Buzz: 2005. It didn’t start becoming popular until about 2008, 2007-2009 is where like Facebook ads became—and that’s where all your pop-ups came from because they’re like, “Oh, shoot.”

And then in the teens, that’s where—but the thing is, is that so—back to what I was saying is that—so now this firm started, “Yeah, can you write this copy?” I’m like, “Well, what are we going to write the copy based on?” “Well, I, you know, we’ve got our owner’s been here for 20 years,” dota-di. It’s like, “Yeah, if the owner could just write the copy from his notes, then you wouldn’t need to rewrite the copy.”

Because it’d already be there, he would just iterate it. And says, “You need to dig into what your strategy is. Who do you want to bring in? Why should they be talking to you? Why are you the people who have this, you know, the solution? What’s your why? Why should people care?” I mean, there’s all these questions, right?

And it’s just like, we need to start with your strategy of how you’re going to deploy your website even if it is written right. It needs to be structured in a way that fits into your marketing operating system. So we backed them up and we’re like, “Okay, now let’s do a marketing diagnostic and create a 90-day roadmap that you can now start—now let’s eat this elephant one bite at a time.”

And I think a lot of agencies forget to do that. I know as a creative agency, that’s not what we did, right? No, it was about all the things right now, let’s go. It was about designing ads, it was about designing this really beautiful thing, but they didn’t drive traffic, right?
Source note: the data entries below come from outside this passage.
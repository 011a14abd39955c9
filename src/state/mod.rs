//! Durable pipeline state kept next to the vector index: the processed-file
//! set, the pending-commit journal and the run lock.

pub mod journal;
pub mod lock;
pub mod tracker;

pub use journal::{CommitJournal, PendingCommit};
pub use lock::RunLock;
pub use tracker::{ProcessedFileSet, ProcessedFileTracker};

use atomic_write_file::AtomicWriteFile;
use std::io::Write;
use std::path::Path;

use crate::error::Result;

/// Replace `path` with `bytes` atomically.
///
/// Readers observe either the previous content or the new content, never a
/// partially written file. Parent directories are created on first use.
pub(crate) fn write_atomic(path: &Path, bytes: &[u8]) -> Result<()> {
    if let Some(parent) = path.parent().filter(|p| !p.as_os_str().is_empty()) {
        std::fs::create_dir_all(parent)?;
    }

    let mut file = AtomicWriteFile::options().open(path)?;
    if let Err(e) = file.write_all(bytes) {
        file.discard()?;
        return Err(e.into());
    }
    file.commit()?;

    Ok(())
}

/// Remove a file, treating "already gone" as success.
pub(crate) fn remove_if_exists(path: &Path) -> Result<()> {
    match std::fs::remove_file(path) {
        Ok(()) => Ok(()),
        Err(e) if e.kind() == std::io::ErrorKind::NotFound => Ok(()),
        Err(e) => Err(e.into()),
    }
}
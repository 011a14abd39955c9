use async_trait::async_trait;
use reqwest::Client;
use serde::{Deserialize, Serialize};
use std::time::Duration;

use super::{check_count, with_retry, Embedder, RequestError};
use crate::config::{EmbeddingsConfig, DEFAULT_OLLAMA_URL};
use crate::error::{RagindexError, Result};

pub const OPENAI_BASE_URL: &str = "https://api.openai.com";

/// Maximum inputs per request accepted by the OpenAI embeddings API
const MAX_BATCH_SIZE: usize = 2048;

/// Request structure for OpenAI embeddings API
#[derive(Serialize)]
struct EmbeddingRequest<'a> {
    model: &'a str,
    input: &'a [String],
}

/// Response structure from OpenAI embeddings API
#[derive(Deserialize)]
struct EmbeddingResponse {
    data: Vec<EmbeddingData>,
}

/// Individual embedding data in API response
#[derive(Deserialize)]
struct EmbeddingData {
    index: usize,
    embedding: Vec<f32>,
}

/// OpenAI-compatible embeddings client
///
/// Works against `api.openai.com` or any server exposing `/v1/embeddings`
/// (set `base_url` accordingly).
pub struct OpenAIEmbedder {
    client: Client,
    api_key: String,
    base_url: String,
    model: String,
    batch_size: usize,
    max_retries: usize,
}

impl OpenAIEmbedder {
    /// Create a new OpenAI embedder
    ///
    /// # Arguments
    ///
    /// * `api_key` - OpenAI API key
    /// * `base_url` - Server root, e.g. `https://api.openai.com`
    /// * `model` - Model name (e.g., "text-embedding-3-small")
    /// * `batch_size` - Maximum number of texts to send per API request (max 2048)
    pub fn new(
        api_key: String,
        base_url: &str,
        model: &str,
        batch_size: usize,
        max_retries: usize,
        timeout: Duration,
    ) -> Result<Self> {
        let client = Client::builder()
            .timeout(timeout)
            .build()
            .map_err(|e| RagindexError::Embedding(format!("Failed to build HTTP client: {}", e)))?;

        Ok(Self {
            client,
            api_key,
            base_url: base_url.trim_end_matches('/').to_string(),
            model: model.to_string(),
            batch_size: batch_size.clamp(1, MAX_BATCH_SIZE),
            max_retries,
        })
    }

    pub fn from_config(config: &EmbeddingsConfig, api_key: String) -> Result<Self> {
        let base_url = if config.base_url.trim_end_matches('/') == DEFAULT_OLLAMA_URL {
            OPENAI_BASE_URL
        } else {
            config.base_url.as_str()
        };
        Self::new(
            api_key,
            base_url,
            &config.model,
            config.batch_size,
            config.max_retries,
            Duration::from_secs(config.timeout_secs),
        )
    }

    fn endpoint(&self) -> String {
        format!("{}/v1/embeddings", self.base_url)
    }

    /// Single API request for one batch
    async fn request(&self, texts: &[String]) -> std::result::Result<Vec<Vec<f32>>, RequestError> {
        let request = EmbeddingRequest {
            model: &self.model,
            input: texts,
        };

        let response = self
            .client
            .post(self.endpoint())
            .header("Authorization", format!("Bearer {}", self.api_key))
            .json(&request)
            .send()
            .await
            .map_err(|e| RequestError::Retryable(format!("Network error: {}", e)))?;

        let status = response.status();
        if !status.is_success() {
            let body = response
                .text()
                .await
                .unwrap_or_else(|_| "Unable to read error response".to_string());
            return Err(RequestError::from_status(status, body, "OpenAI"));
        }

        let result: EmbeddingResponse = response
            .json()
            .await
            .map_err(|e| RequestError::Fatal(format!("Failed to parse response: {}", e)))?;

        Ok(into_ordered(result))
    }
}

/// Embeddings ordered by their `index` field rather than arrival order
fn into_ordered(response: EmbeddingResponse) -> Vec<Vec<f32>> {
    let mut data = response.data;
    data.sort_by_key(|d| d.index);
    data.into_iter().map(|d| d.embedding).collect()
}

#[async_trait]
impl Embedder for OpenAIEmbedder {
    fn model_name(&self) -> &str {
        &self.model
    }

    async fn embed_batch(&self, texts: &[String]) -> Result<Vec<Vec<f32>>> {
        if texts.is_empty() {
            return Ok(Vec::new());
        }

        let mut all_embeddings = Vec::with_capacity(texts.len());
        for batch in texts.chunks(self.batch_size) {
            let embeddings = with_retry(self.max_retries, || self.request(batch)).await?;
            check_count(batch.len(), &embeddings)?;
            all_embeddings.extend(embeddings);

            // Rate limiting: small delay between full batches
            if batch.len() == self.batch_size {
                tokio::time::sleep(Duration::from_millis(100)).await;
            }
        }

        Ok(all_embeddings)
    }
}
pub mod chunker;
pub mod convert;
pub mod loader;
pub mod metadata;
pub mod pipeline;
pub mod walker;

pub use chunker::{estimate_tokens, DocChunk, HybridChunker};
pub use convert::{ConverterRegistry, DocumentConverter, StructuredDocument};
pub use loader::{DocumentLoader, FileOutcome, LoadReport};
pub use metadata::{page_locator, Chunk, ChunkMetadata, UNKNOWN_PAGE};
pub use pipeline::{IngestionPipeline, Recovery, RunSummary};
pub use walker::{discover_new, list_source_files};
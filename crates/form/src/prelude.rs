//! Prelude module for convenient imports.
//!
//! ```rust,ignore
//! use nebula_form::prelude::*;
//! ```

// ============================================================================
// CONTEXT
// ============================================================================

pub use crate::config::ValidatorConfig;
pub use crate::error::{Error, Result};
pub use crate::validator::FormValidator;

// ============================================================================
// ELEMENTS AND STATE MACHINES
// ============================================================================

pub use crate::area::{Area, AreaOptions};
pub use crate::element::{Element, ElementKind, ElementRef, InputType};
pub use crate::provider::{AreaErrors, Provider};
pub use crate::scope::{AreaScope, ProviderScope};
pub use crate::tree::Node;

// ============================================================================
// RULES
// ============================================================================

pub use crate::rule::{FnRule, Rule, RuleDefinition, Verdict};
pub use crate::rule_spec::{RuleOptions, merge_rules};
pub use crate::rules::{ActiveUrl, UrlProbe};
pub use crate::session::ValidationSession;
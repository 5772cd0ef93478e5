use std::borrow::Cow;

use crate::element::{Element, ElementKind, ElementRef};
use crate::error::Result;
use crate::rule::{Rule, Verdict};

use super::{every_value, first_arg, parse_number};

fn is_numeric_target(element: &Element) -> bool {
    let kind = element.kind();
    (kind.is_input_like() && !element.is_checkbox() && !element.is_radio())
        || kind == ElementKind::Select
        || kind.is_gauge_like()
}

fn compare(
    rule: &str,
    elements: &[ElementRef],
    args: &[String],
    accept: fn(f64, f64) -> bool,
) -> Result<Verdict> {
    let bound = parse_number(rule, first_arg(rule, args, "a number")?)?;
    every_value(elements, is_numeric_target, |value| {
        Ok(accept(parse_number(rule, value)?, bound))
    })
    .map(Verdict::from)
}

/// Numeric values are at least the bound.
#[derive(Debug, Clone, Copy, Default)]
pub struct Min;

impl Rule for Min {
    fn passed(&self, elements: &[ElementRef], args: &[String]) -> Result<Verdict> {
        compare("min", elements, args, |value, bound| value >= bound)
    }

    fn message(&self) -> Cow<'static, str> {
        Cow::Borrowed("{name} should be at least {0}")
    }
}

/// Numeric values are at most the bound.
#[derive(Debug, Clone, Copy, Default)]
pub struct Max;

impl Rule for Max {
    fn passed(&self, elements: &[ElementRef], args: &[String]) -> Result<Verdict> {
        compare("max", elements, args, |value, bound| value <= bound)
    }

    fn message(&self) -> Cow<'static, str> {
        Cow::Borrowed("{name} should be not greater than {0}")
    }
}
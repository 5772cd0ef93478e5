//! Rule trait and rule definitions.
//!
//! A rule is a predicate over the target elements plus a default message
//! template. Predicates may answer immediately or hand back a future; the
//! invoker awaits only when it has to, so synchronous rules never need to be
//! written as async code.
//!
//! Rules are registered either as a shared static object or as a factory that
//! binds a fresh rule to the running [`ValidationSession`], which gives the
//! rule access to sibling elements and other areas.

use std::borrow::Cow;
use std::fmt;
use std::future::Future;
use std::sync::Arc;

use futures::future::BoxFuture;

use crate::element::ElementRef;
use crate::error::Result;
use crate::session::ValidationSession;

// ============================================================================
// VERDICT
// ============================================================================

/// Outcome of a predicate: known now, or known later.
pub enum Verdict {
    /// The predicate answered synchronously.
    Ready(bool),
    /// The predicate answers once the future resolves.
    Deferred(BoxFuture<'static, Result<bool>>),
}

impl Verdict {
    /// Wraps a future into a deferred verdict.
    pub fn deferred<F>(future: F) -> Self
    where
        F: Future<Output = Result<bool>> + Send + 'static,
    {
        Self::Deferred(Box::pin(future))
    }

    /// Resolves now or awaits.
    pub async fn resolve(self) -> Result<bool> {
        match self {
            Self::Ready(passed) => Ok(passed),
            Self::Deferred(future) => future.await,
        }
    }
}

impl From<bool> for Verdict {
    fn from(passed: bool) -> Self {
        Self::Ready(passed)
    }
}

impl fmt::Debug for Verdict {
    fn fmt(&self, f: &mut fmt::Formatter<'_>) -> fmt::Result {
        match self {
            Self::Ready(passed) => f.debug_tuple("Ready").field(passed).finish(),
            Self::Deferred(_) => f.write_str("Deferred(..)"),
        }
    }
}

// ============================================================================
// RULE
// ============================================================================

/// A named validation rule.
pub trait Rule: Send + Sync {
    /// Whether `elements` satisfy the rule for the given arguments.
    ///
    /// Returning `Err` aborts the whole validation run.
    fn passed(&self, elements: &[ElementRef], args: &[String]) -> Result<Verdict>;

    /// Default message template, used when the active locale has none.
    fn message(&self) -> Cow<'static, str>;
}

impl<R: Rule + ?Sized> Rule for Arc<R> {
    fn passed(&self, elements: &[ElementRef], args: &[String]) -> Result<Verdict> {
        (**self).passed(elements, args)
    }

    fn message(&self) -> Cow<'static, str> {
        (**self).message()
    }
}

/// Closure-backed rule.
///
/// ```rust,ignore
/// let never = FnRule::new("{name} never passes", |_, _| Ok(false.into()));
/// ```
pub struct FnRule<F> {
    message: Cow<'static, str>,
    predicate: F,
}

impl<F> FnRule<F>
where
    F: Fn(&[ElementRef], &[String]) -> Result<Verdict> + Send + Sync,
{
    pub fn new(message: impl Into<Cow<'static, str>>, predicate: F) -> Self {
        Self {
            message: message.into(),
            predicate,
        }
    }
}

impl<F> Rule for FnRule<F>
where
    F: Fn(&[ElementRef], &[String]) -> Result<Verdict> + Send + Sync,
{
    fn passed(&self, elements: &[ElementRef], args: &[String]) -> Result<Verdict> {
        (self.predicate)(elements, args)
    }

    fn message(&self) -> Cow<'static, str> {
        self.message.clone()
    }
}

impl<F> fmt::Debug for FnRule<F> {
    fn fmt(&self, f: &mut fmt::Formatter<'_>) -> fmt::Result {
        f.debug_struct("FnRule").field("message", &self.message).finish()
    }
}

// ============================================================================
// RULE DEFINITION
// ============================================================================

/// Builds a rule bound to the running session.
pub type RuleFactory = Arc<dyn Fn(&ValidationSession) -> Arc<dyn Rule> + Send + Sync>;

/// What the registry stores under a rule name.
#[derive(Clone)]
pub enum RuleDefinition {
    /// One rule object shared by every session.
    Static(Arc<dyn Rule>),
    /// A factory invoked once per use with the running session.
    Bound(RuleFactory),
}

impl RuleDefinition {
    pub fn bound<F>(factory: F) -> Self
    where
        F: Fn(&ValidationSession) -> Arc<dyn Rule> + Send + Sync + 'static,
    {
        Self::Bound(Arc::new(factory))
    }

    /// The rule object to run for `session`.
    pub fn resolve(&self, session: &ValidationSession) -> Arc<dyn Rule> {
        match self {
            Self::Static(rule) => Arc::clone(rule),
            Self::Bound(factory) => factory(session),
        }
    }
}

impl<R: Rule + 'static> From<R> for RuleDefinition {
    fn from(rule: R) -> Self {
        Self::Static(Arc::new(rule))
    }
}

impl fmt::Debug for RuleDefinition {
    fn fmt(&self, f: &mut fmt::Formatter<'_>) -> fmt::Result {
        match self {
            Self::Static(rule) => f.debug_tuple("Static").field(&rule.message()).finish(),
            Self::Bound(_) => f.write_str("Bound(..)"),
        }
    }
}
//! Session and registry behaviour observed through the public API.

use std::sync::Arc;
use std::sync::atomic::{AtomicUsize, Ordering};
use std::time::Duration;

use nebula_form::prelude::*;
use nebula_form::{RuleInvoker, SessionState};
use pretty_assertions::assert_eq;
use rstest::rstest;

// ---------------------------------------------------------------------------
// Test helpers
// ---------------------------------------------------------------------------

fn input(value: &str) -> ElementRef {
    Element::input().with_name("test").with_value(value).shared()
}

fn session(validator: &FormValidator, element: ElementRef, rules: &str) -> ValidationSession {
    validator
        .session()
        .element(element)
        .rules(rules)
        .build()
        .expect("named element")
}

fn constant(passed: bool, message: &'static str) -> impl Rule {
    FnRule::new(message, move |_, _| Ok(passed.into()))
}

// ============================================================================
// RULE AGGREGATION
// ============================================================================

#[rstest]
#[case::all_pass("ok_a|ok_b", true, vec![])]
#[case::one_fails("ok_a|no_a|ok_b", false, vec!["First"])]
#[case::order_kept("no_b|ok_a|no_a", false, vec!["Second", "First"])]
#[tokio::test]
async fn validate_ands_rules_and_collects_messages_in_order(
    #[case] rules: &str,
    #[case] expected: bool,
    #[case] errors: Vec<&str>,
) {
    let validator = FormValidator::default();
    validator.extend("ok_a", constant(true, "never shown"));
    validator.extend("ok_b", constant(true, "never shown"));
    validator.extend("no_a", constant(false, "first"));
    validator.extend("no_b", constant(false, "second"));

    let session = session(&validator, input("x"), rules);
    assert_eq!(session.validate().await.unwrap(), expected);
    assert_eq!(session.errors(), errors);
    assert_eq!(
        session.state(),
        if expected { SessionState::Passed } else { SessionState::Failed }
    );
}

#[tokio::test]
async fn deferred_rules_keep_rule_order() {
    let validator = FormValidator::default();
    validator.extend(
        "slow",
        FnRule::new("slow failed", |_, _| {
            Ok(Verdict::deferred(async {
                tokio::time::sleep(Duration::from_millis(20)).await;
                Ok(false)
            }))
        }),
    );
    validator.extend("fast", constant(false, "fast failed"));

    let session = session(&validator, input("x"), "slow|fast");
    assert!(!session.validate().await.unwrap());
    assert_eq!(session.errors(), vec!["Slow failed", "Fast failed"]);
}

#[tokio::test]
async fn validate_resets_previous_errors() {
    let validator = FormValidator::default();
    let element = Element::input().with_name("test").shared();
    let session = session(&validator, Arc::clone(&element), "required");

    assert!(!session.validate().await.unwrap());
    element.set_value("filled");
    assert!(session.validate().await.unwrap());
    assert!(session.errors().is_empty());
}

// ============================================================================
// REGISTRY
// ============================================================================

#[tokio::test]
async fn extend_overwrites_existing_rule() {
    let validator = FormValidator::default();
    let first = Arc::new(AtomicUsize::new(0));
    let second = Arc::new(AtomicUsize::new(0));

    let counter = Arc::clone(&first);
    validator.extend(
        "x",
        FnRule::new("", move |_, _| {
            counter.fetch_add(1, Ordering::SeqCst);
            Ok(true.into())
        }),
    );
    let counter = Arc::clone(&second);
    validator.extend(
        "x",
        FnRule::new("", move |_, _| {
            counter.fetch_add(1, Ordering::SeqCst);
            Ok(true.into())
        }),
    );

    assert!(session(&validator, input("v"), "x").validate().await.unwrap());
    assert_eq!(first.load(Ordering::SeqCst), 0);
    assert_eq!(second.load(Ordering::SeqCst), 1);
}

#[test]
fn rule_exists_after_extend() {
    let validator = FormValidator::default();
    assert!(!validator.rule_exists("custom"));
    validator.extend("custom", constant(true, ""));
    assert!(validator.rule_exists("custom"));
    assert!(!validator.rule_exists("never_registered"));
}

#[tokio::test]
async fn unknown_rule_aborts_the_run() {
    let validator = FormValidator::default();
    let session = session(&validator, input("x"), "not_existing_rule|required");

    let err = session.validate().await.unwrap_err();
    assert!(matches!(err, Error::RuleNotFound { ref rule } if rule == "not_existing_rule"));
    assert_eq!(err.to_string(), "Validation rule not_existing_rule not found.");
    assert_eq!(session.state(), SessionState::Errored);
}

#[tokio::test]
async fn bound_rules_see_the_session() {
    let validator = FormValidator::default();
    validator.extend_bound("named_test", |session| {
        let matches = session.name() == "test";
        Arc::new(FnRule::new("wrong session", move |_, _| Ok(matches.into())))
    });

    assert!(session(&validator, input("x"), "named_test").validate().await.unwrap());
}

// ============================================================================
// BUILT-IN RULES
// ============================================================================

#[tokio::test]
async fn required_reports_capitalized_name() {
    let validator = FormValidator::default();
    let session = session(&validator, input(""), "required");

    assert!(!session.validate().await.unwrap());
    assert_eq!(session.errors()[0], "Test is required");
}

#[tokio::test]
async fn validation_name_overrides_display_name() {
    let validator = FormValidator::default();
    let session = validator
        .session()
        .element(input(""))
        .rules("required")
        .validation_name(Some("foo".to_string()))
        .build()
        .unwrap();

    session.validate().await.unwrap();
    assert_eq!(session.errors(), vec!["Foo is required"]);
}

#[rstest]
#[case::above("6", false, 1)]
#[case::equal("5", true, 0)]
#[case::below("-2", true, 0)]
#[tokio::test]
async fn max_bound(#[case] value: &str, #[case] expected: bool, #[case] errors: usize) {
    let validator = FormValidator::default();
    let session = session(&validator, input(value), "max:5");

    assert_eq!(session.validate().await.unwrap(), expected);
    assert_eq!(session.errors().len(), errors);
}

#[tokio::test]
async fn max_with_non_numeric_value_is_an_argument_error() {
    let validator = FormValidator::default();
    let err = session(&validator, input("foo"), "max:5")
        .validate()
        .await
        .unwrap_err();
    assert!(matches!(err, Error::IncorrectArgumentType { .. }));
    assert!(err.is_rule_failure());
}

#[tokio::test]
async fn max_message_carries_the_bound() {
    let validator = FormValidator::default();
    let session = session(&validator, input("6"), "max:5");
    session.validate().await.unwrap();
    assert_eq!(session.errors(), vec!["Test should be not greater than 5"]);
}

#[tokio::test]
async fn regex_keeps_commas_in_the_pattern() {
    let validator = FormValidator::default();
    let element = input("foo,|bar");
    let session = session(&validator, Arc::clone(&element), r"regex:(\w)+,(\w)+");

    assert!(!session.validate().await.unwrap());
    assert_eq!(session.errors(), vec!["Test doesn't have a valid format"]);

    element.set_value("foo,bar");
    assert!(session.validate().await.unwrap());
}

#[tokio::test]
async fn optional_empty_fields_skip_rules() {
    let validator = FormValidator::default();
    let session = session(&validator, input(""), "min_length:3|max:5");
    assert!(session.validate().await.unwrap());
}

#[tokio::test]
async fn canvas_is_always_validated() {
    let validator = FormValidator::default();
    validator.extend("draw", constant(false, "{name} needs a drawing"));

    let session = validator
        .session()
        .element(Element::canvas().with_name("signature").shared())
        .rules("draw")
        .build()
        .unwrap();
    assert!(!session.validate().await.unwrap());
    assert_eq!(session.errors(), vec!["Signature needs a drawing"]);
}

#[tokio::test]
async fn invoker_runs_a_single_spec() {
    let validator = FormValidator::default();
    let session = session(&validator, input("abcd"), "");

    let invoker = RuleInvoker::new(&session);
    assert!(!invoker.invoke("length:3").await.unwrap());
    assert!(invoker.invoke("max_length:4").await.unwrap());
    assert_eq!(session.errors(), vec!["Test should be 3 characters long"]);
}

// ============================================================================
// LOCALES
// ============================================================================

#[tokio::test]
async fn dutch_messages() {
    let validator = FormValidator::new(ValidatorConfig::default().with_locale("nl"));
    let session = session(&validator, input(""), "required");

    session.validate().await.unwrap();
    assert_eq!(session.errors(), vec!["Test is verplicht"]);
}

#[tokio::test]
async fn locale_without_template_uses_rule_message() {
    let validator = FormValidator::default();
    validator.set_locale(
        "custom",
        Some(std::collections::HashMap::from([(
            "custom".to_string(),
            std::collections::HashMap::new(),
        )])),
    );

    let session = session(&validator, input(""), "required");
    session.validate().await.unwrap();
    assert_eq!(session.errors(), vec!["Test is required"]);
}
7:05 | Data Feeds Strategy — Building Your Business Foundation

Buzz: So that missing piece that I think a lot of agencies have—and where we kind of have really fit in for a lot of the agencies that do use us—is that citation, that data piece. And I would say that we’re not really a strategy firm first; we’re a data firm first, where it’s all about that data.

Rob: So we describe everything—we describe everything for us as far as being in like an organic tree. So at the very bottom, you have your root structure of that tree.

Buzz: Sure.

Rob: You have all of your data pieces, your citations. We rewrote how that entire piece works. So we go up against Yext, Moz, all these big boys that are out there that have been doing the same thing for years, right? I mean, we’ve all crossed paths. We probably all—you’ve probably used all of them. I’ve used all of them throughout the years, and I got tired of it not working. So we redeveloped that out, and that’s our listings engine.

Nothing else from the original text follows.